**Work to complete:** From the entries below, pull out each line where "CardInstance" appears.

* * * * * * *

//! Poker-style combo detection over selected cards.
//!
//! Cards are grouped by `action_cost`. Ghost cards and cards with the
//! `outcast` trait are ignored. The pattern is decided by strict priority:
//!
//! ```text
//! five of a kind > four of a kind > full house > flush
//!     > two pair > triple > pair > high card
//! ```
//!
//! A flush is not cost-keyed: it needs at least four cards that all sit on the
//! same side of the attack / non-attack split.

use std::collections::{BTreeMap, BTreeSet};

use crate::card::CardInstance;

/// Detected pattern, ordered from weakest to strongest.
#[derive(
    Clone, Copy, Debug, PartialEq, Eq, PartialOrd, Ord, Hash, strum::Display, strum::EnumIter,
)]
#[cfg_attr(feature = "serde", derive(serde::Serialize, serde::Deserialize))]
#[cfg_attr(feature = "serde", serde(rename_all = "snake_case"))]
pub enum ComboName {
    #[strum(serialize = "High Card")]
    HighCard,
    #[strum(serialize = "Pair")]
    Pair,
    #[strum(serialize = "Two Pair")]
    TwoPair,
    #[strum(serialize = "Triple")]
    Triple,
    #[strum(serialize = "Flush")]
    Flush,
    #[strum(serialize = "Full House")]
    FullHouse,
    #[strum(serialize = "Four of a Kind")]
    FourOfAKind,
    #[strum(serialize = "Five of a Kind")]
    FiveOfAKind,
}

/// Result of combo detection.
#[derive(Clone, Debug, PartialEq, Eq)]
#[cfg_attr(feature = "serde", derive(serde::Serialize, serde::Deserialize))]
pub struct ComboResult {
    pub name: ComboName,
    /// Action costs in the winning group; `None` for a flush.
    pub bonus_keys: Option<BTreeSet<u32>>,
}

impl ComboResult {
    fn keyed(name: ComboName, keys: BTreeSet<u32>) -> Self {
        Self {
            name,
            bonus_keys: Some(keys),
        }
    }
}

/// Classifies the selected cards. Returns `None` when no eligible card remains.
pub fn detect_poker_combo(cards: &[CardInstance]) -> Option<ComboResult> {
    let eligible: Vec<&CardInstance> = cards.iter().filter(|c| c.counts_for_combo()).collect();
    if eligible.is_empty() {
        return None;
    }

    let mut frequency: BTreeMap<u32, usize> = BTreeMap::new();
    for card in &eligible {
        *frequency.entry(card.card.action_cost).or_insert(0) += 1;
    }
    let costs_where = |pred: &dyn Fn(usize) -> bool| -> BTreeSet<u32> {
        frequency
            .iter()
            .filter(|&(_, &count)| pred(count))
            .map(|(&cost, _)| cost)
            .collect()
    };

    let fives = costs_where(&|count| count >= 5);
    if !fives.is_empty() {
        return Some(ComboResult::keyed(ComboName::FiveOfAKind, fives));
    }

    let fours = costs_where(&|count| count == 4);
    if !fours.is_empty() {
        return Some(ComboResult::keyed(ComboName::FourOfAKind, fours));
    }

    let threes = costs_where(&|count| count == 3);
    let twos = costs_where(&|count| count == 2);
    if !threes.is_empty() && !twos.is_empty() {
        let keys = threes.union(&twos).copied().collect();
        return Some(ComboResult::keyed(ComboName::FullHouse, keys));
    }

    if eligible.len() >= 4 {
        let offensive = eligible[0].card.kind.is_offensive();
        if eligible.iter().all(|c| c.card.kind.is_offensive() == offensive) {
            return Some(ComboResult {
                name: ComboName::Flush,
                bonus_keys: None,
            });
        }
    }

    if twos.len() >= 2 {
        return Some(ComboResult::keyed(ComboName::TwoPair, twos));
    }
    if !threes.is_empty() {
        return Some(ComboResult::keyed(ComboName::Triple, threes));
    }
    if !twos.is_empty() {
        return Some(ComboResult::keyed(ComboName::Pair, twos));
    }

    let highest = frequency.keys().next_back().copied().into_iter().collect();
    Some(ComboResult::keyed(ComboName::HighCard, highest))
}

* * * * * * *

**Output of the task:**
use crate::card::CardInstance;
pub fn detect_poker_combo(cards: &[CardInstance]) -> Option<ComboResult> {
    let eligible: Vec<&CardInstance> = cards.iter().filter(|c| c.counts_for_combo()).collect();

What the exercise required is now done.